According to research from 2020 published in the Clinical Journal of Sports Medicine, most rodeo injuries that happened with professional competitors over a four- year span happened when there were collisions with the ground or animal, or being stomped on by the animal. 

SPC’s Andy Reyes says athletic trainers in the state of Texas must complete continuing education about concussions every two years. 

 “If I believe that there is a concussion,” Reyes says, “it’s my job to pull that person out, even if the athlete says, ‘hey I’m good’”.

The Mayo Clinic says signs and symptoms of a concussion can be subtle and may not show up right away.  That means they may not be easy to diagnose.

 “So, probably the number one mistake that I see from people that don’t really understand about concussions,”  Reyes says, “is you can’t see a concussion on an MRI or CT scan. It doesn’t show up on images.”
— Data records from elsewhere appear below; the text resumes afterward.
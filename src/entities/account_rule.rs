//! AccountRule entity - A declarative settlement trigger.
//!
//! A rule declares that postings to its owning account automatically generate
//! a payment deal against an associated account, dated by a month-shift plus
//! day-of-month function.

use sea_orm::entity::prelude::*;
use serde::{Deserialize, Serialize};

/// AccountRule database model
#[derive(Clone, Debug, PartialEq, Eq, DeriveEntityModel, Serialize, Deserialize)]
#[sea_orm(table_name = "account_rules")]
pub struct Model {
    /// Unique identifier for the rule
    #[sea_orm(primary_key)]
    pub id: i64,
    /// The account this rule belongs to (one rule per account)
    #[sea_orm(unique)]
    pub account_id: i64,
    /// The account the generated settlement deal posts against
    pub associated_account_id: i64,
    /// Calendar months between the triggering deal and its settlement
    pub month_shift: i32,
    /// Day of month the settlement falls on, clamped to the month's length
    pub payment_day: u32,
}

/// Defines relationships between AccountRule and other entities
#[derive(Copy, Clone, Debug, EnumIter, DeriveRelation)]
pub enum Relation {
    /// Each rule belongs to exactly one account
    #[sea_orm(
        belongs_to = "super::account::Entity",
        from = "Column::AccountId",
        to = "super::account::Column::Id"
    )]
    Account,
}

impl Related<super::account::Entity> for Entity {
    fn to() -> RelationDef {
        Relation::Account.def()
    }
}

impl ActiveModelBehavior for ActiveModel {}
Reyes explains a specific protocol called a Standard Concussion Assessment Tool, or SCAT, is what is used to diagnose concussions.  The assessment consists of a number of tests which include a person’s ability to balance, their memory, and their ability to pay attention.

Photo by Colton Walters

The “return to play” protocol, Reyes, says has changed over the years.  He says it used to be people were told not to do anything until symptoms went away.  Now, he says, really, really light activity, like getting on a bike or walking, before symptoms are gone, might help someone recover quicker.

Photo by Awer Awer

“Then once they’re symptom free,” he says,” then we can start doing sports specific stuff, so individual drills, that sort of stuff. And it is all done once they are symptom free, we continue to progress from individual drills, to practice with no contact, and then full practice, and then full participation in the game. So, at minimum- at minimum, we’re looking at five to six days.”

DeEtte Edens, the associate director of Health and Wellness, says, students who have suffered a concussion are discouraged from looking at a phone screen or computer screen for an extended period of time and are advised to have very minimal mental strain. This can create a challenge for students who need to complete their academic work.

Photo by Esosa Iyengunmwena

Edens says she sees probably four or five concussions a year.  Half of them, she says, are athletes and half are people with unique circumstances.  Edens recalls a case where she had student who had her bed elevated and fell off of it and hit her head, resulting in a concussion.

And if concussions are hard to diagnose, many of them are probably not reported or treated.   That might be a problem when it comes to how many concussions a person suffers from.

 “One in our life and we’ll all be OK,” Edens says.  “The concern is multiple concussions, because a concussion is a brain injury, and so when you get repetitive concussions, that’s where we start to see those folks seem to have long term issues, is a repetitive injury.”

According to Abbott Medical’s own research, Abbott Laboratories is a multinational medical devices and health care company, 53% of people who suspect they have a concussion never get it checked. It also says 13% of people believe all concussions result in a person losing consciousness, but that’s not true.

In March, Abbott Medical announced it was forming Concussion Awareness Now, a coalition co-founded with the Brain Injury Association of America and nearly 20 additional advocacy groups, to raise awareness about how serious concussions can be. It’s launched a campaign for people to learn more about concussions at It features information and videos showcasing the “Melon” family who all want to protect their heads.  As the site says,  “If you see bumps and bruises on your melon, you wonder what’s going on inside.”

So, the obvious best advice is to try to avoid getting a concussion in the first place. 

“Accidents happen,” Edens says. “But for instance, during icy weather, making sure you’re wearing shoes that have good tread and paying attention. Try not to walk on the icy sidewalk, look to see if there is a safer place to do that.”